→ **Work to complete**
The answer is every line of the records that holds the word "MemoryStore", copied in full.

Source records:
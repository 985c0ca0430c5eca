use std::collections::BTreeMap;

use serde::{Deserialize, Serialize};

use super::calculator::{ComputedRatings, GradeScores, ScoreCalculator};
use super::domain::{
    Grade, LineOfBusiness, LoanInput, LoanType, MetricValue, PropertyType, QualitativeFactor,
    Rating,
};
use super::model::RatingConfigError;

pub const PROPERTY_TYPE_FIELD: &str = "Property Type";
pub const LOAN_TYPE_FIELD: &str = "Loan Type";
pub const DSCR_FIELD: &str = "DSCR";
pub const OCCUPANCY_FIELD: &str = "Occupancy Rate (%)";
pub const LTV_FIELD: &str = "LTV (%)";
pub const OVERRIDE_BRG_FIELD: &str = "Override BRG";
pub const OVERRIDE_FRG_FIELD: &str = "Override FRG";
pub const JUSTIFICATION_FIELD: &str = "Justification for Override";

/// Analyst override of the computed grades.
#[derive(Debug, Clone, Default, PartialEq, Serialize, Deserialize)]
#[serde(rename_all = "camelCase")]
pub struct OverrideState {
    #[serde(default)]
    pub enabled: bool,
    pub brg: Option<f64>,
    pub frg: Option<f64>,
    pub justification: Option<String>,
}

impl OverrideState {
    /// Turn the override on, seeding both values with the current blended grades.
    pub fn engage(&mut self, computed: &ComputedRatings) {
        self.enabled = true;
        if let Some(scores) = computed.brg {
            self.brg = Some(scores.blended as f64);
        }
        if let Some(scores) = computed.frg {
            self.frg = Some(scores.blended as f64);
        }
    }

    /// Turn the override off and discard its values and justification.
    pub fn disengage(&mut self) {
        *self = Self::default();
    }

    pub fn value(&self, grade: Grade) -> Option<f64> {
        match grade {
            Grade::Borrower => self.brg,
            Grade::Facility => self.frg,
        }
    }

    pub fn justification(&self) -> Option<&str> {
        self.justification
            .as_deref()
            .map(str::trim)
            .filter(|text| !text.is_empty())
    }

    /// Override value when the override is on and filled in, else the blended grade.
    pub fn final_grade(&self, grade: Grade, computed: &ComputedRatings) -> Option<f64> {
        match self.value(grade) {
            Some(value) if self.enabled => Some(value),
            _ => computed.grade(grade).map(|scores| scores.blended as f64),
        }
    }
}

/// Field whose entered value falls outside its permitted range.
#[derive(Debug, Clone, Copy, PartialEq, Eq, Serialize)]
pub struct RangeViolation {
    pub field: &'static str,
    pub message: &'static str,
}

/// Completeness and range state of a draft, in entry order.
#[derive(Debug, Clone, PartialEq, Eq, Serialize)]
#[serde(rename_all = "camelCase")]
pub struct ValidationReport {
    pub is_valid: bool,
    pub missing_fields: Vec<&'static str>,
    pub range_violations: Vec<RangeViolation>,
}

impl ValidationReport {
    fn new(missing_fields: Vec<&'static str>, range_violations: Vec<RangeViolation>) -> Self {
        Self {
            is_valid: missing_fields.is_empty() && range_violations.is_empty(),
            missing_fields,
            range_violations,
        }
    }

    pub fn summary(&self) -> String {
        let mut parts = Vec::new();
        if !self.missing_fields.is_empty() {
            parts.push(format!(
                "please fill in the following: {}",
                self.missing_fields.join(", ")
            ));
        }
        for violation in &self.range_violations {
            parts.push(format!("{}: {}", violation.field, violation.message));
        }
        if parts.is_empty() {
            "complete".to_string()
        } else {
            parts.join("; ")
        }
    }
}

/// Per-grade outcome after the override has been applied.
#[derive(Debug, Clone, PartialEq, Serialize)]
pub struct RatingResult {
    pub quantitative: f64,
    pub adjustment: f64,
    pub qualitative_adjusted: f64,
    pub blended: i64,
    pub final_score: f64,
    pub overridden: bool,
    pub justification: Option<String>,
}

impl RatingResult {
    fn resolve(grade: Grade, scores: GradeScores, override_state: &OverrideState) -> Self {
        let override_value = override_state.value(grade).filter(|_| override_state.enabled);

        Self {
            quantitative: scores.quantitative,
            adjustment: scores.adjustment,
            qualitative_adjusted: scores.qualitative_adjusted,
            blended: scores.blended,
            final_score: override_value.unwrap_or(scores.blended as f64),
            overridden: override_value.is_some(),
            justification: override_value
                .and(override_state.justification())
                .map(str::to_string),
        }
    }
}

/// A loan that passed validation, with both grades resolved.
///
/// Only [`OverrideValidator::complete`] builds one, so anything accepting it
/// works on validated input.
#[derive(Debug, Clone, PartialEq)]
pub struct CompletedApplication {
    pub(crate) line_of_business: LineOfBusiness,
    pub(crate) property_type: PropertyType,
    pub(crate) loan_type: LoanType,
    pub(crate) dscr: f64,
    pub(crate) occupancy: f64,
    pub(crate) ltv: f64,
    pub(crate) ratings: Vec<(QualitativeFactor, Rating)>,
    pub(crate) metrics: BTreeMap<QualitativeFactor, MetricValue>,
    pub(crate) brg: RatingResult,
    pub(crate) frg: RatingResult,
    pub(crate) override_state: OverrideState,
}

impl CompletedApplication {
    pub fn line_of_business(&self) -> LineOfBusiness {
        self.line_of_business
    }

    pub fn property_type(&self) -> PropertyType {
        self.property_type
    }

    pub fn brg(&self) -> &RatingResult {
        &self.brg
    }

    pub fn frg(&self) -> &RatingResult {
        &self.frg
    }

    pub fn override_state(&self) -> &OverrideState {
        &self.override_state
    }
}

#[derive(Debug, Clone, thiserror::Error)]
#[error("loan application is incomplete: {}", .0.summary())]
pub struct IncompleteApplication(pub ValidationReport);

#[derive(Debug, Clone, thiserror::Error)]
pub enum CompletionError {
    #[error(transparent)]
    Incomplete(#[from] IncompleteApplication),
    #[error(transparent)]
    Config(#[from] RatingConfigError),
}

/// Completeness, range and override rules that gate a final grade.
pub struct OverrideValidator;

impl OverrideValidator {
    pub fn validate(input: &LoanInput, override_state: &OverrideState) -> ValidationReport {
        let mut missing = Vec::new();

        if input.property_type.is_none() {
            missing.push(PROPERTY_TYPE_FIELD);
        }
        if input.loan_type.is_none() {
            missing.push(LOAN_TYPE_FIELD);
        }
        if input.dscr.is_none() {
            missing.push(DSCR_FIELD);
        }
        if input.occupancy.is_none() {
            missing.push(OCCUPANCY_FIELD);
        }
        if input.ltv.is_none() {
            missing.push(LTV_FIELD);
        }

        for factor in input.applicable_factors() {
            if input.rating(factor).is_none() {
                missing.push(factor.label());
            }
        }

        if override_state.enabled {
            if override_state.brg.is_none() {
                missing.push(OVERRIDE_BRG_FIELD);
            }
            if override_state.frg.is_none() {
                missing.push(OVERRIDE_FRG_FIELD);
            }
            if override_state.justification().is_none() {
                missing.push(JUSTIFICATION_FIELD);
            }
        }

        ValidationReport::new(missing, Self::range_violations(input, override_state))
    }

    /// Point-of-entry range checks, independent of completeness.
    pub fn range_violations(
        input: &LoanInput,
        override_state: &OverrideState,
    ) -> Vec<RangeViolation> {
        let mut violations = Vec::new();

        if input
            .dscr
            .is_some_and(|dscr| !dscr.is_finite() || dscr < 0.0)
        {
            violations.push(RangeViolation {
                field: DSCR_FIELD,
                message: "Invalid entry; enter a number ≥ 0.",
            });
        }
        if input
            .occupancy
            .is_some_and(|occupancy| !(0.0..=100.0).contains(&occupancy))
        {
            violations.push(RangeViolation {
                field: OCCUPANCY_FIELD,
                message: "Enter a number between 0 and 100.",
            });
        }
        if input.ltv.is_some_and(|ltv| !ltv.is_finite() || ltv < 0.0) {
            violations.push(RangeViolation {
                field: LTV_FIELD,
                message: "Enter a number ≥ 0.",
            });
        }

        if override_state.enabled {
            for (grade, field) in [
                (Grade::Borrower, OVERRIDE_BRG_FIELD),
                (Grade::Facility, OVERRIDE_FRG_FIELD),
            ] {
                if override_state
                    .value(grade)
                    .is_some_and(|value| !value.is_finite())
                {
                    violations.push(RangeViolation {
                        field,
                        message: "Enter a finite grade.",
                    });
                }
            }
        }

        violations
    }

    /// Validate and, when complete, grade the same input and resolve final grades
    /// for submission.
    pub fn complete(
        input: &LoanInput,
        override_state: &OverrideState,
        calculator: &ScoreCalculator,
    ) -> Result<CompletedApplication, CompletionError> {
        let report = Self::validate(input, override_state);
        if !report.is_valid {
            return Err(IncompleteApplication(report).into());
        }

        let computed = calculator.compute(input)?;

        let (
            Some(property_type),
            Some(loan_type),
            Some(dscr),
            Some(occupancy),
            Some(ltv),
            Some(brg),
            Some(frg),
        ) = (
            input.property_type,
            input.loan_type,
            input.dscr,
            input.occupancy,
            input.ltv,
            computed.brg,
            computed.frg,
        )
        else {
            return Err(IncompleteApplication(report).into());
        };

        let applicable = input.applicable_factors();
        let ratings = applicable
            .iter()
            .filter_map(|factor| input.rating(*factor).map(|rating| (*factor, rating)))
            .collect();
        let metrics = input
            .qualitative_metrics
            .iter()
            .filter(|(factor, _)| applicable.contains(factor))
            .map(|(factor, value)| (*factor, value.clone()))
            .collect();

        Ok(CompletedApplication {
            line_of_business: input.line_of_business,
            property_type,
            loan_type,
            dscr,
            occupancy,
            ltv,
            ratings,
            metrics,
            brg: RatingResult::resolve(Grade::Borrower, brg, override_state),
            frg: RatingResult::resolve(Grade::Facility, frg, override_state),
            override_state: override_state.clone(),
        })
    }
}
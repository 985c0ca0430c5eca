use std::collections::BTreeMap;
use std::sync::{Arc, Mutex};

use axum::body::Body;
use axum::http::{header, Request};
use axum::response::Response;
use serde_json::Value;

use crate::rating::{
    grading_router, GradingRequest, LineOfBusiness, LoanGradingService, LoanId, LoanInput,
    LoanType, OverrideState, PropertyType, Rating, RatingModel, ScoreCalculator,
    StoredSubmission, SubmissionStore, SubmissionStoreError,
};

pub(super) fn assert_close(actual: f64, expected: f64) {
    assert!(
        (actual - expected).abs() < 1e-9,
        "expected {expected}, got {actual}"
    );
}

pub(super) fn rating(value: u8) -> Rating {
    Rating::new(value).expect("rating within scale")
}

pub(super) fn calculator() -> ScoreCalculator {
    ScoreCalculator::standard()
}

/// Loan with every applicable factor rated the same.
pub(super) fn rated_loan(
    property_type: PropertyType,
    dscr: f64,
    occupancy: f64,
    ltv: f64,
    uniform_rating: u8,
) -> LoanInput {
    let mut loan = LoanInput {
        line_of_business: LineOfBusiness::CommercialRealEstate,
        loan_type: Some(LoanType::Mortgage),
        dscr: Some(dscr),
        occupancy: Some(occupancy),
        ltv: Some(ltv),
        ..LoanInput::default()
    };
    loan.select_property_type(property_type);
    for factor in loan.applicable_factors() {
        loan.rate(factor, rating(uniform_rating))
            .expect("factor applies");
    }
    loan
}

/// Office, DSCR 1.6, occupancy 96%, LTV 50%, all factors rated 4.
pub(super) fn office_loan() -> LoanInput {
    rated_loan(PropertyType::Office, 1.6, 96.0, 50.0, 4)
}

pub(super) fn office_request() -> GradingRequest {
    GradingRequest {
        loan: office_loan(),
        override_state: OverrideState::default(),
    }
}

pub(super) fn overridden_request() -> GradingRequest {
    GradingRequest {
        loan: office_loan(),
        override_state: OverrideState {
            enabled: true,
            brg: Some(6.0),
            frg: Some(3.0),
            justification: Some("  Sponsor recapitalization pending  ".to_string()),
        },
    }
}

pub(super) fn build_service() -> (LoanGradingService<MemoryStore>, Arc<MemoryStore>) {
    let store = Arc::new(MemoryStore::default());
    let service =
        LoanGradingService::new(store.clone(), RatingModel::standard()).expect("model is valid");
    (service, store)
}

pub(super) fn grading_router_with_store<S>(store: S) -> axum::Router
where
    S: SubmissionStore + 'static,
{
    let service = LoanGradingService::new(Arc::new(store), RatingModel::standard())
        .expect("model is valid");
    grading_router(Arc::new(service))
}

#[derive(Default, Clone)]
pub(super) struct MemoryStore {
    pub(super) records: Arc<Mutex<BTreeMap<LoanId, StoredSubmission>>>,
}

impl MemoryStore {
    pub(super) fn records(&self) -> Vec<StoredSubmission> {
        self.records
            .lock()
            .expect("store mutex poisoned")
            .values()
            .cloned()
            .collect()
    }
}

impl SubmissionStore for MemoryStore {
    fn store(
        &self,
        submission: StoredSubmission,
    ) -> Result<StoredSubmission, SubmissionStoreError> {
        let mut guard = self.records.lock().expect("store mutex poisoned");
        if guard.contains_key(&submission.loan_id) {
            return Err(SubmissionStoreError::Conflict(submission.loan_id));
        }
        guard.insert(submission.loan_id.clone(), submission.clone());
        Ok(submission)
    }

    fn fetch(&self, loan_id: &LoanId) -> Result<Option<StoredSubmission>, SubmissionStoreError> {
        let guard = self.records.lock().expect("store mutex poisoned");
        Ok(guard.get(loan_id).cloned())
    }
}

pub(super) struct UnavailableStore;

impl SubmissionStore for UnavailableStore {
    fn store(
        &self,
        _submission: StoredSubmission,
    ) -> Result<StoredSubmission, SubmissionStoreError> {
        Err(SubmissionStoreError::Unavailable("storage offline".to_string()))
    }

    fn fetch(&self, _loan_id: &LoanId) -> Result<Option<StoredSubmission>, SubmissionStoreError> {
        Err(SubmissionStoreError::Unavailable("storage offline".to_string()))
    }
}

/// Store that has already seen every loan id it is offered.
pub(super) struct DuplicateStore;

impl SubmissionStore for DuplicateStore {
    fn store(
        &self,
        submission: StoredSubmission,
    ) -> Result<StoredSubmission, SubmissionStoreError> {
        Err(SubmissionStoreError::Conflict(submission.loan_id))
    }

    fn fetch(&self, _loan_id: &LoanId) -> Result<Option<StoredSubmission>, SubmissionStoreError> {
        Ok(None)
    }
}

pub(super) fn json_post(uri: &str, payload: &Value) -> Request<Body> {
    Request::post(uri)
        .header(header::CONTENT_TYPE, "application/json")
        .body(Body::from(
            serde_json::to_vec(payload).expect("payload serializes"),
        ))
        .expect("request builds")
}

pub(super) async fn read_json_body(response: Response) -> Value {
    let body = axum::body::to_bytes(response.into_body(), 64 * 1024)
        .await
        .expect("read body");
    serde_json::from_slice(&body).expect("json payload")
}
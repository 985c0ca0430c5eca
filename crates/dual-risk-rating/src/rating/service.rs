use std::sync::atomic::{AtomicU64, Ordering};
use std::sync::Arc;

use chrono::Utc;
use serde::{Deserialize, Serialize};

use super::calculator::{ComputedRatings, ScoreCalculator};
use super::domain::{Grade, InputError, LineOfBusiness, LoanInput};
use super::model::{RatingConfigError, RatingModel};
use super::store::{
    LoanId, StoredSubmission, SubmissionReceipt, SubmissionStore, SubmissionStoreError,
};
use super::submission::SubmissionAssembler;
use super::validation::{
    CompletionError, IncompleteApplication, OverrideState, OverrideValidator, ValidationReport,
};

/// Draft loan plus the analyst's override, as posted by the client.
#[derive(Debug, Clone, Default, PartialEq, Serialize, Deserialize)]
pub struct GradingRequest {
    #[serde(flatten)]
    pub loan: LoanInput,
    #[serde(default, rename = "override")]
    pub override_state: OverrideState,
}

/// Live grades and completeness for a draft.
#[derive(Debug, Clone, PartialEq, Serialize)]
#[serde(rename_all = "camelCase")]
pub struct GradePreview {
    pub computed: ComputedRatings,
    pub final_brg: Option<f64>,
    pub final_frg: Option<f64>,
    pub validation: ValidationReport,
}

/// Composes the calculator, validator and assembler around a submission store.
pub struct LoanGradingService<S> {
    calculator: Arc<ScoreCalculator>,
    store: Arc<S>,
}

static LOAN_SEQUENCE: AtomicU64 = AtomicU64::new(1);

fn next_loan_id() -> LoanId {
    let id = LOAN_SEQUENCE.fetch_add(1, Ordering::Relaxed);
    LoanId(format!("loan-{id:06}"))
}

impl<S> LoanGradingService<S>
where
    S: SubmissionStore + 'static,
{
    pub fn new(store: Arc<S>, model: RatingModel) -> Result<Self, GradingServiceError> {
        let calculator = ScoreCalculator::new(model)?;
        Ok(Self::with_calculator(calculator, store))
    }

    pub fn with_calculator(calculator: ScoreCalculator, store: Arc<S>) -> Self {
        Self {
            calculator: Arc::new(calculator),
            store,
        }
    }

    pub fn calculator(&self) -> &ScoreCalculator {
        &self.calculator
    }

    /// Grades as far as the draft allows, alongside what is still missing.
    pub fn preview(&self, request: &GradingRequest) -> Result<GradePreview, GradingServiceError> {
        request.loan.ensure_consistent()?;
        let computed = self.calculator.compute(&request.loan)?;
        let validation = OverrideValidator::validate(&request.loan, &request.override_state);

        Ok(GradePreview {
            final_brg: request.override_state.final_grade(Grade::Borrower, &computed),
            final_frg: request.override_state.final_grade(Grade::Facility, &computed),
            computed,
            validation,
        })
    }

    /// Validate, assemble and store a completed loan.
    pub fn submit(
        &self,
        request: GradingRequest,
    ) -> Result<SubmissionReceipt, GradingServiceError> {
        let GradingRequest {
            loan,
            override_state,
        } = request;

        if loan.line_of_business != LineOfBusiness::CommercialRealEstate {
            tracing::warn!(
                line_of_business = loan.line_of_business.code(),
                "rejected submission for a line of business without a rating model"
            );
            return Err(GradingServiceError::UnsupportedLineOfBusiness(
                loan.line_of_business,
            ));
        }

        loan.ensure_consistent()?;
        let application = OverrideValidator::complete(&loan, &override_state, &self.calculator)
            .inspect_err(|error| {
                if let CompletionError::Incomplete(incomplete) = error {
                    tracing::warn!(
                        missing = ?incomplete.0.missing_fields,
                        violations = incomplete.0.range_violations.len(),
                        "rejected incomplete loan submission"
                    );
                }
            })?;

        let record = SubmissionAssembler::assemble(&application);
        let stored = self.store.store(StoredSubmission {
            loan_id: next_loan_id(),
            submitted_at: Utc::now(),
            record,
        })?;

        tracing::info!(
            loan_id = %stored.loan_id,
            property_type = %application.property_type(),
            final_brg = stored.record.final_brg,
            final_frg = stored.record.final_frg,
            overridden = stored.record.override_enabled,
            "loan application submitted"
        );

        Ok(stored.receipt())
    }

    pub fn fetch(&self, loan_id: &LoanId) -> Result<Option<StoredSubmission>, GradingServiceError> {
        Ok(self.store.fetch(loan_id)?)
    }
}

#[derive(Debug, thiserror::Error)]
pub enum GradingServiceError {
    #[error("{0} loans have no rating model")]
    UnsupportedLineOfBusiness(LineOfBusiness),
    #[error(transparent)]
    Input(#[from] InputError),
    #[error(transparent)]
    Incomplete(#[from] IncompleteApplication),
    #[error(transparent)]
    Config(#[from] RatingConfigError),
    #[error(transparent)]
    Store(#[from] SubmissionStoreError),
}

impl From<CompletionError> for GradingServiceError {
    fn from(value: CompletionError) -> Self {
        match value {
            CompletionError::Incomplete(incomplete) => Self::Incomplete(incomplete),
            CompletionError::Config(error) => Self::Config(error),
        }
    }
}

impl GradingServiceError {
    /// Caller-correctable failures, as opposed to configuration or storage faults.
    pub fn is_client_error(&self) -> bool {
        matches!(
            self,
            Self::UnsupportedLineOfBusiness(_) | Self::Input(_) | Self::Incomplete(_)
        )
    }

    pub fn is_conflict(&self) -> bool {
        matches!(self, Self::Store(SubmissionStoreError::Conflict(_)))
    }

    pub fn validation(&self) -> Option<&ValidationReport> {
        match self {
            Self::Incomplete(incomplete) => Some(&incomplete.0),
            _ => None,
        }
    }
}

→ **Output below**
pub(super) fn build_service() -> (LoanGradingService<MemoryStore>, Arc<MemoryStore>) {
    let store = Arc::new(MemoryStore::default());
pub(super) struct MemoryStore {
impl MemoryStore {
impl SubmissionStore for MemoryStore {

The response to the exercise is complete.